INTERVIEW: Teaching the lessons of the Holocaust

How do you prepare the students – what work do you do before and after the trip?

Our preparation time is very short as they are all sixth form students and we can’t take them out of school for very long.

Before the trip we do a four hour seminar with them, they hear the testimony of a Holocaust survivor.

We also reflect about pre-war Jewish life and what was there beforehand.

Then we spend the rest of the time putting them into groups, and getting them to sit down and to think about what the reasons, what the issues are, when they visit the genocide sites.

In the follow up sessions we sit down and discuss what struck them, what was difficult to deal with, did it meet their expectations, what was different, how does that challenge them.

Also in the follow up seminar we encourage them to think about what they are going to do with their follow up activities and get them to come out with concrete clear ideas that they would take to school.

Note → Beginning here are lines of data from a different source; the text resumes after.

//! Arcane Circuit map geometry
//!
//! Static description of hubs, corridors and spawn zones. Containment
//! predicates over this data live in `game::containment`.

use crate::game::constants::form;
use crate::game::constants::map::*;
use crate::game::nav::NavGraph;
use crate::util::vec2::Vec2;

/// Circular open area
#[derive(Debug, Clone, Copy, PartialEq)]
pub struct Hub {
    pub center: Vec2,
    pub radius: f32,
}

/// Straight fixed-width segment
#[derive(Debug, Clone, Copy, PartialEq)]
pub struct Corridor {
    pub start: Vec2,
    pub end: Vec2,
    pub half_width: f32,
}

impl Corridor {
    pub fn new(start: Vec2, end: Vec2) -> Self {
        Self {
            start,
            end,
            half_width: CORRIDOR_HALF_WIDTH,
        }
    }

    pub fn length(&self) -> f32 {
        self.start.distance_to(self.end)
    }

    /// Squared distance from `point` to the nearest point on the segment
    pub fn distance_sq_to(&self, point: Vec2) -> f32 {
        let ab = self.end - self.start;
        let ab_len_sq = ab.length_sq();
        if ab_len_sq == 0.0 {
            return point.distance_sq_to(self.start);
        }
        let t = ((point - self.start).dot(ab) / ab_len_sq).clamp(0.0, 1.0);
        point.distance_sq_to(self.start + ab * t)
    }
}

/// Protected spawn sanctuary outside the arena, joined to it by a connector
#[derive(Debug, Clone, Copy, PartialEq)]
pub struct SpawnZone {
    pub id: u8,
    /// Where the connector meets the arena (inside a hub)
    pub anchor: Vec2,
    pub center: Vec2,
    pub radius: f32,
    pub connector: Corridor,
}

impl SpawnZone {
    /// Zone placed `SPAWN_OFFSET` beyond `anchor`, pointing away from the origin
    pub fn from_anchor(id: u8, anchor: Vec2) -> Self {
        let center = anchor + anchor.normalize() * SPAWN_OFFSET;
        Self {
            id,
            anchor,
            center,
            radius: SPAWN_RADIUS,
            connector: Corridor::new(anchor, center),
        }
    }

    /// Point just past the arena mouth of the connector. Reaching it within
    /// `reach` puts an entity of radius `radius` outside the zone.
    pub fn exit_point(&self, radius: f32, reach: f32) -> Vec2 {
        let outward = (self.anchor - self.center).normalize();
        self.anchor + outward * (self.connector.half_width - radius + reach + 0.5).max(0.0)
    }
}

/// Layout invariant violations
#[derive(Debug, Clone, PartialEq, thiserror::Error)]
pub enum MapError {
    #[error("corridor {0} has zero length")]
    DegenerateCorridor(usize),
    #[error("spawn zone {0} anchor is not inside any hub")]
    DetachedSpawnAnchor(u8),
    #[error("duplicate spawn zone id {0}")]
    DuplicateSpawnZone(u8),
    #[error("spawn zone {0} exit is not on playable ground")]
    BlockedSpawnExit(u8),
    #[error("navigation graph is disconnected")]
    Disconnected,
}

/// Full map description, read-only after construction
#[derive(Debug, Clone)]
pub struct ArenaMap {
    hubs: Vec<Hub>,
    corridors: Vec<Corridor>,
    spawn_zones: Vec<SpawnZone>,
}

impl ArenaMap {
    pub fn new(hubs: Vec<Hub>, corridors: Vec<Corridor>, spawn_zones: Vec<SpawnZone>) -> Self {
        Self {
            hubs,
            corridors,
            spawn_zones,
        }
    }

    /// The standard Rune Relic layout: five large hubs, four junctions,
    /// an outer ring and sixteen spawn sanctuaries.
    pub fn arcane_circuit() -> Self {
        let large = |x: f32, y: f32| Hub {
            center: Vec2::new(x, y),
            radius: LARGE_HUB_RADIUS,
        };
        let small = |x: f32, y: f32| Hub {
            center: Vec2::new(x, y),
            radius: SMALL_HUB_RADIUS,
        };
        let hubs = vec![
            large(0.0, 0.0),
            large(0.0, 90.0),
            large(0.0, -90.0),
            large(140.0, 0.0),
            large(-140.0, 0.0),
            small(70.0, 45.0),
            small(-70.0, 45.0),
            small(70.0, -45.0),
            small(-70.0, -45.0),
        ];

        let seg = |ax: f32, ay: f32, bx: f32, by: f32| {
            Corridor::new(Vec2::new(ax, ay), Vec2::new(bx, by))
        };
        let corridors = vec![
            // Inner spokes
            seg(0.0, 0.0, 70.0, 45.0),
            seg(0.0, 0.0, -70.0, 45.0),
            seg(0.0, 0.0, 70.0, -45.0),
            seg(0.0, 0.0, -70.0, -45.0),
            // Junction connectors
            seg(70.0, 45.0, 0.0, 90.0),
            seg(70.0, 45.0, 140.0, 0.0),
            seg(-70.0, 45.0, 0.0, 90.0),
            seg(-70.0, 45.0, -140.0, 0.0),
            seg(70.0, -45.0, 0.0, -90.0),
            seg(70.0, -45.0, 140.0, 0.0),
            seg(-70.0, -45.0, 0.0, -90.0),
            seg(-70.0, -45.0, -140.0, 0.0),
            // Outer ring, three segments per quadrant
            seg(0.0, 90.0, 0.0, 140.0),
            seg(0.0, 140.0, 140.0, 140.0),
            seg(140.0, 140.0, 140.0, 0.0),
            seg(140.0, 0.0, 140.0, -140.0),
            seg(140.0, -140.0, 0.0, -140.0),
            seg(0.0, -140.0, 0.0, -90.0),
            seg(0.0, -90.0, 0.0, -140.0),
            seg(0.0, -140.0, -140.0, -140.0),
            seg(-140.0, -140.0, -140.0, 0.0),
            seg(-140.0, 0.0, -140.0, 140.0),
            seg(-140.0, 140.0, 0.0, 140.0),
            seg(0.0, 140.0, 0.0, 90.0),
        ];

        let anchors = [
            (-20.0, 115.0),
            (20.0, 115.0),
            (-20.0, -115.0),
            (20.0, -115.0),
            (165.0, 20.0),
            (165.0, -20.0),
            (-165.0, 20.0),
            (-165.0, -20.0),
            // Diagonal sanctuaries hang off the junction hubs
            (78.0, 57.0),
            (84.0, 50.0),
            (-78.0, 57.0),
            (-84.0, 50.0),
            (78.0, -57.0),
            (84.0, -50.0),
            (-78.0, -57.0),
            (-84.0, -50.0),
        ];
        let spawn_zones = anchors
            .iter()
            .enumerate()
            .map(|(id, &(x, y))| SpawnZone::from_anchor(id as u8, Vec2::new(x, y)))
            .collect();

        Self::new(hubs, corridors, spawn_zones)
    }

    pub fn hubs(&self) -> &[Hub] {
        &self.hubs
    }

    pub fn corridors(&self) -> &[Corridor] {
        &self.corridors
    }

    pub fn spawn_zones(&self) -> &[SpawnZone] {
        &self.spawn_zones
    }

    pub fn spawn_zone(&self, id: u8) -> Option<&SpawnZone> {
        self.spawn_zones.iter().find(|zone| zone.id == id)
    }

    /// Hub whose interior contains `point`, preferring the nearest center
    pub fn hub_containing(&self, point: Vec2) -> Option<&Hub> {
        self.hubs
            .iter()
            .filter(|hub| point.distance_sq_to(hub.center) <= hub.radius * hub.radius)
            .min_by(|a, b| {
                let da = point.distance_sq_to(a.center);
                let db = point.distance_sq_to(b.center);
                da.partial_cmp(&db).unwrap_or(std::cmp::Ordering::Equal)
            })
    }

    /// Check the static layout invariants
    pub fn validate(&self) -> Result<(), MapError> {
        for (idx, corridor) in self.corridors.iter().enumerate() {
            if corridor.length() <= 0.0 {
                return Err(MapError::DegenerateCorridor(idx));
            }
        }
        for (idx, zone) in self.spawn_zones.iter().enumerate() {
            if self.spawn_zones[..idx].iter().any(|z| z.id == zone.id) {
                return Err(MapError::DuplicateSpawnZone(zone.id));
            }
            if self.hub_containing(zone.anchor).is_none() {
                return Err(MapError::DetachedSpawnAnchor(zone.id));
            }
            // A fresh spawn must be able to step out of the connector
            let radius = form::RADII[0];
            if !self.is_inside_playable_area(zone.exit_point(radius, 0.0), radius) {
                return Err(MapError::BlockedSpawnExit(zone.id));
            }
        }
        if !NavGraph::from_map(self).is_connected() {
            return Err(MapError::Disconnected);
        }
        Ok(())
    }
}

impl Default for ArenaMap {
    fn default() -> Self {
        Self::arcane_circuit()
    }
}
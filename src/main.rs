use std::sync::Arc;
use std::time::Duration;

use tokio::time::MissedTickBehavior;
use tracing::{error, info};
use tracing_subscriber::EnvFilter;

use rune_relic_bots::config::{BotConfig, HarnessConfig};
use rune_relic_bots::metrics::{self, SwarmMetrics};
use rune_relic_bots::net::protocol::from_wire_id;
use rune_relic_bots::swarm::Swarm;

#[tokio::main]
async fn main() -> anyhow::Result<()> {
    // Load .env file if present
    dotenvy::dotenv().ok();

    // Initialize logging (RUST_LOG overrides)
    tracing_subscriber::fmt()
        .with_env_filter(EnvFilter::try_from_default_env().unwrap_or_else(|_| EnvFilter::new("info")))
        .with_target(false)
        .init();

    info!("Rune Relic bot harness v{}", env!("CARGO_PKG_VERSION"));

    // Load configuration
    let bot_config = BotConfig::load_or_default();
    bot_config.validate()?;
    let harness = HarnessConfig::load_or_default();
    harness.validate()?;
    info!(
        "Configuration loaded: bots={}, adapter={:?}, tick_rate={}, match={}s",
        harness.bot_count, harness.adapter, harness.tick_rate, harness.match_seconds
    );

    let metrics = Arc::new(SwarmMetrics::new());

    // Metrics endpoint only when a port is given
    if let Some(port) = std::env::var("METRICS_PORT").ok().and_then(|s| s.parse::<u16>().ok()) {
        let metrics_clone = metrics.clone();
        tokio::spawn(async move {
            if let Err(e) = metrics::start_metrics_server(metrics_clone, port).await {
                error!("Metrics server error: {}", e);
            }
        });
    }

    let mut swarm = Swarm::new(harness.clone(), Arc::new(bot_config), metrics.clone())?;
    swarm.start()?;

    let mut ticker = tokio::time::interval(Duration::from_secs_f64(1.0 / harness.tick_rate as f64));
    ticker.set_missed_tick_behavior(MissedTickBehavior::Skip);
    let mut report = tokio::time::interval(Duration::from_secs(harness.report_interval_secs));
    report.set_missed_tick_behavior(MissedTickBehavior::Skip);
    report.tick().await;

    // Shutdown signal handler
    let shutdown = async {
        tokio::signal::ctrl_c()
            .await
            .expect("Failed to install Ctrl+C handler");
        info!("Shutdown signal received");
    };
    tokio::pin!(shutdown);

    loop {
        tokio::select! {
            _ = ticker.tick() => {
                if let Err(e) = swarm.step() {
                    error!("Harness error: {}", e);
                    break;
                }
                if swarm.is_done() {
                    break;
                }
            }
            _ = report.tick() => {
                info!("{}", metrics.summary());
            }
            _ = &mut shutdown => {
                info!("Shutting down...");
                break;
            }
        }
    }

    let result = swarm.report();
    info!("{}", metrics.summary());
    info!(
        "Match finished at tick {}: winner={:?}, survivors={}",
        result.ticks,
        result.end.winner_id.map(from_wire_id),
        result.survivors
    );
    for p in result.end.placements.iter().take(3) {
        info!(
            "#{} {} score={} eliminations={} runes={}",
            p.place,
            from_wire_id(p.player_id),
            p.score,
            p.eliminations,
            p.runes_collected
        );
    }
    info!(
        "Bots: inputs={} retargets={} fallbacks={} stuck={} panics={} holds={}",
        result.stats.inputs_sent,
        result.stats.retargets,
        result.stats.path_fallbacks,
        result.stats.stuck_recoveries,
        result.stats.panics,
        result.stats.holds
    );

    Ok(())
}
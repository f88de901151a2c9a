//! Local match simulator
//!
//! A small stand-in for the Rune Relic server so a swarm of bots can play a
//! full match in-process. It follows the server's movement and scoring
//! contract closely enough to exercise every bot behavior; it is not the
//! authoritative simulation.

pub mod rules;
pub mod state;

use std::sync::Arc;

use rand::rngs::StdRng;
use rand::{Rng, SeedableRng};
use tracing::{debug, info};
use uuid::Uuid;

use crate::config::HarnessConfig;
use crate::game::constants::{harness, shrine};
use crate::game::map::ArenaMap;
use crate::game::snapshot::{Collectible, Form, Objective, ObservedPlayer, PlayerId, WorldSnapshot};
use crate::net::protocol::{
    decode_frame, wire_id, InitialPlayerMsg, MatchEndMsg, MatchStartMsg, Placement, PlayerBuffs,
    PlayerStateMsg, ProtocolError, RuneUpdate, ServerMessage, ShrineUpdate, StateUpdate,
    UplinkFrame, WireEvent,
};
use crate::util::vec2::{Vec2, FIXED_SCALE};

use rules::{Dirty, ShrineTiming};
use state::{secs_to_ticks, MatchPhase, SimPlayer, SimShrine, SimState};

pub struct LocalMatch {
    map: Arc<ArenaMap>,
    match_id: Uuid,
    seed: u64,
    rng: StdRng,
    state: SimState,
    rune_target: usize,
    match_ticks: u32,
    tick_rate: u32,
    dt: f32,
    burst_ticks: u32,
    shrine_timing: ShrineTiming,
    dirty: Dirty,
    events: Vec<WireEvent>,
    inputs_rejected: u64,
}

impl LocalMatch {
    /// Players are placed round-robin over the spawn sanctuaries
    pub fn new(map: Arc<ArenaMap>, config: &HarnessConfig, player_ids: &[PlayerId]) -> Self {
        let seed = config.seed.unwrap_or_else(rand::random);
        let mut rng = StdRng::seed_from_u64(seed);
        let match_id = Uuid::from_u128(rng.gen());

        let zones = map.spawn_zones();
        let players = player_ids
            .iter()
            .enumerate()
            .filter_map(|(i, &id)| {
                let zone = zones.get(i % zones.len().max(1))?;
                Some(SimPlayer::new(id, i as u8, zone.id, zone.center))
            })
            .collect();
        let mut state = SimState::new(players);
        state.shrines = shrine::LAYOUT
            .iter()
            .enumerate()
            .map(|(i, &(x, y, ty))| SimShrine::new(i as u32 + 1, ty, Vec2::new(x, y)))
            .collect();

        let tick_rate = config.tick_rate;
        let mut sim = Self {
            map,
            match_id,
            seed,
            rng,
            state,
            rune_target: config.rune_count,
            match_ticks: config.match_ticks(),
            tick_rate,
            dt: config.dt(),
            burst_ticks: secs_to_ticks(harness::ABILITY_BURST_SECS, tick_rate),
            shrine_timing: ShrineTiming {
                channel: secs_to_ticks(shrine::CHANNEL_SECS, tick_rate),
                cooldown: secs_to_ticks(shrine::COOLDOWN_SECS, tick_rate),
                buff: secs_to_ticks(shrine::BUFF_SECS, tick_rate),
            },
            dirty: Dirty::default(),
            events: Vec::new(),
            inputs_rejected: 0,
        };
        // Every shrine goes out with the first broadcast
        sim.dirty.shrines.extend(0..sim.state.shrines.len());
        rules::refill_runes(
            &mut sim.state,
            &sim.map,
            &mut sim.rng,
            sim.rune_target,
            &mut sim.dirty,
        );
        info!(
            match_id = %sim.match_id,
            seed,
            players = sim.state.players.len(),
            runes = sim.state.runes.len(),
            "Local match created"
        );
        sim
    }

    pub fn match_start(&self) -> ServerMessage {
        ServerMessage::MatchStart(MatchStartMsg {
            match_id: wire_id(self.match_id),
            rng_seed: self.seed,
            start_tick: self.state.tick,
            players: self
                .state
                .players
                .iter()
                .map(|p| InitialPlayerMsg {
                    player_id: p.wire_id,
                    position: p.position.to_fixed(),
                    color_index: p.color_index,
                })
                .collect(),
        })
    }

    /// Decode and apply one binary uplink frame
    pub fn apply_frame(&mut self, bytes: &[u8]) -> Result<bool, ProtocolError> {
        let frame: UplinkFrame = decode_frame(bytes)?;
        Ok(self.apply_input(&frame))
    }

    /// Latest input wins until the next one arrives. Returns false for
    /// unknown or eliminated senders.
    pub fn apply_input(&mut self, frame: &UplinkFrame) -> bool {
        let tick = self.state.tick;
        let Some(index) = self.state.player_index(&frame.player_id) else {
            self.inputs_rejected += 1;
            debug!(tick, "Input from unknown player");
            return false;
        };
        let player = &mut self.state.players[index];
        if !player.alive {
            return false;
        }
        player.input = frame.record.axes().to_direction();
        if frame.record.ability_pressed() && player.ability_cooldown_ticks == 0 {
            player.speed_buff_ticks = self.burst_ticks;
            player.ability_cooldown_ticks =
                secs_to_ticks(player.form.ability_cooldown(), self.tick_rate);
            self.events.push(WireEvent::AbilityUsed {
                tick,
                player_id: player.wire_id,
                ability_type: player.form as u8,
            });
        }
        true
    }

    /// Advance one simulation tick
    pub fn step(&mut self) {
        if self.state.phase == MatchPhase::Ended {
            return;
        }
        self.state.tick += 1;
        let tick = self.state.tick;

        rules::apply_movement(&mut self.state, &self.map, self.dt);
        rules::collect_runes(&mut self.state, &mut self.events, &mut self.dirty);
        rules::resolve_eliminations(&mut self.state, &mut self.events);
        rules::update_shrines(&mut self.state, self.shrine_timing, &mut self.events, &mut self.dirty);
        rules::decay_timers(&mut self.state);

        let spawned = rules::refill_runes(
            &mut self.state,
            &self.map,
            &mut self.rng,
            self.rune_target,
            &mut self.dirty,
        );
        self.events.extend(spawned.into_iter().map(|r| WireEvent::RuneSpawned {
            tick,
            rune_id: r.id,
            rune_type: 0,
            position: r.position.to_fixed(),
        }));

        let alive = self.state.alive_count();
        let last_standing = self.state.players.len() > 1 && alive <= 1;
        if tick >= self.match_ticks || last_standing {
            self.state.phase = MatchPhase::Ended;
            info!(match_id = %self.match_id, tick, alive, "Local match ended");
        }
    }

    /// Full player list plus the runes and shrines changed since the last call
    pub fn state_message(&mut self) -> ServerMessage {
        let runes: Vec<RuneUpdate> = self
            .dirty
            .runes
            .drain(..)
            .map(|(r, collected)| RuneUpdate {
                id: r.id,
                rune_type: 0,
                position: r.position.to_fixed(),
                collected,
            })
            .collect();

        let mut indices = std::mem::take(&mut self.dirty.shrines);
        indices.sort_unstable();
        indices.dedup();
        let shrines: Vec<ShrineUpdate> = indices
            .into_iter()
            .filter_map(|i| self.state.shrines.get(i))
            .map(|s| ShrineUpdate {
                id: s.id,
                shrine_type: s.shrine_type,
                position: s.position.to_fixed(),
                active: s.active,
                controller: s.controller,
            })
            .collect();

        ServerMessage::State(StateUpdate {
            tick: self.state.tick,
            time_remaining: self.time_remaining(),
            players: self.state.players.iter().map(|p| self.player_message(p)).collect(),
            runes: (!runes.is_empty()).then_some(runes),
            shrines: (!shrines.is_empty()).then_some(shrines),
        })
    }

    fn player_message(&self, p: &SimPlayer) -> PlayerStateMsg {
        PlayerStateMsg {
            player_id: p.wire_id,
            position: p.position.to_fixed(),
            velocity: p.velocity.to_fixed(),
            form: p.form as u8,
            score: p.score,
            alive: p.alive,
            spawn_zone_id: p.spawn_zone_id as i32,
            spawn_zone_active: p.spawn_active,
            radius: (p.radius() * FIXED_SCALE) as i32,
            ability_cooldown: (p.ability_cooldown_ticks as f32 * FIXED_SCALE) as i32,
            buffs: PlayerBuffs {
                speed: p.speed_buff_ticks,
                shield: 0,
                invulnerable: 0,
                shrine_buffs: p.active_shrine_buffs(),
            },
        }
    }

    /// Full world view for the live adapter. Clears the pending deltas.
    pub fn take_snapshot(&mut self) -> WorldSnapshot {
        self.dirty.runes.clear();
        self.dirty.shrines.clear();
        let cooldown_secs = |ticks: u32| ticks as f32 / self.tick_rate as f32;
        WorldSnapshot {
            tick: self.state.tick,
            time_remaining: self.time_remaining(),
            players: self
                .state
                .players
                .iter()
                .map(|p| ObservedPlayer {
                    id: p.id,
                    position: p.position,
                    velocity: p.velocity,
                    radius: p.radius(),
                    form: p.form,
                    score: p.score,
                    alive: p.alive,
                    spawn_zone_id: Some(p.spawn_zone_id),
                    spawn_zone_active: p.spawn_active,
                    ability_cooldown: cooldown_secs(p.ability_cooldown_ticks),
                    speed_buff: p.speed_buff_ticks > 0,
                    shrine_speed_buff: p.active_shrine_buffs().contains(&shrine::SPEED_TYPE),
                })
                .collect(),
            collectibles: self
                .state
                .runes
                .iter()
                .map(|r| Collectible {
                    id: r.id,
                    position: r.position,
                    live: true,
                })
                .collect(),
            objectives: self
                .state
                .shrines
                .iter()
                .map(|s| Objective {
                    id: s.id,
                    shrine_type: s.shrine_type,
                    position: s.position,
                    active: s.active,
                })
                .collect(),
        }
    }

    pub fn drain_events(&mut self) -> Vec<WireEvent> {
        std::mem::take(&mut self.events)
    }

    /// Alive players first, then by score, then by how late they fell
    pub fn end_message(&self) -> MatchEndMsg {
        let mut order: Vec<&SimPlayer> = self.state.players.iter().collect();
        order.sort_by(|a, b| {
            b.alive
                .cmp(&a.alive)
                .then(b.score.cmp(&a.score))
                .then(b.eliminated_at.cmp(&a.eliminated_at))
        });
        let winner_id = order.first().filter(|p| p.alive).map(|p| p.wire_id);
        MatchEndMsg {
            match_id: wire_id(self.match_id),
            end_tick: self.state.tick,
            winner_id,
            placements: order
                .iter()
                .enumerate()
                .map(|(i, p)| Placement {
                    player_id: p.wire_id,
                    place: (i + 1) as u8,
                    score: p.score,
                    eliminations: p.eliminations,
                    runes_collected: p.runes_collected,
                })
                .collect(),
        }
    }

    fn time_remaining(&self) -> u32 {
        self.match_ticks.saturating_sub(self.state.tick)
    }

    pub fn tick(&self) -> u32 {
        self.state.tick
    }

    pub fn is_finished(&self) -> bool {
        self.state.phase == MatchPhase::Ended
    }

    pub fn alive_count(&self) -> usize {
        self.state.alive_count()
    }

    pub fn players(&self) -> &[SimPlayer] {
        &self.state.players
    }

    pub fn rune_count(&self) -> usize {
        self.state.runes.len()
    }

    pub fn inputs_rejected(&self) -> u64 {
        self.inputs_rejected
    }

    /// Largest form reached by anyone so far
    pub fn top_form(&self) -> Form {
        self.state
            .players
            .iter()
            .map(|p| p.form)
            .max()
            .unwrap_or_default()
    }
}
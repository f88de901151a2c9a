pub mod agent;
pub mod constants;
pub mod containment;
pub mod map;
pub mod nav;
pub mod snapshot;
pub mod systems;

You need to have a good week to sleep on it, to physically recover from it, and then to start processing it.

Some people become quite upset.

We are not in the business of trying to wind people up and for them to react in a highly charged emotional way, the whole subject of this trip is emotional anyway.

Are you concerned that Auschwitz might end up becoming just a tourist attraction?

I think it is a tourist attraction, full stop. What concerns me is there were six death camps in Poland and Auschwitz/Birkenau is one of them.

The reason that a lot of people visit there is that because there are still the original buildings that you can physically see, but I would like them to also take out time to visit the less known sites, we should also be looking at the other sites in Poland as well.

INTERVIEW: Teaching the lessons of the Holocaust

PHOTOS BY YAKIR ZUR

In 2007, the Treasury pledged a three-year commitment to enable HET to administer a broad programme of teacher training.

In February 2008, the Government announced they would continue funding to support the Project until 2011.

In November 2007, the Holocaust Educational Trust was awarded a BAFTA for its educational DVD-ROM Recollections: Eyewitnesses Remember the Holocaust, produced in conjunction with the USC Shoah Foundation Institute.

The groundbreaking interactive resource integrates testimony from 18 eyewitnesses to the Holocaust, including Jewish survivors, Roma and Sinti survivors, Jehovah’s Witness survivors and political prisoners as well as testimony from survivors of the eugenics programme.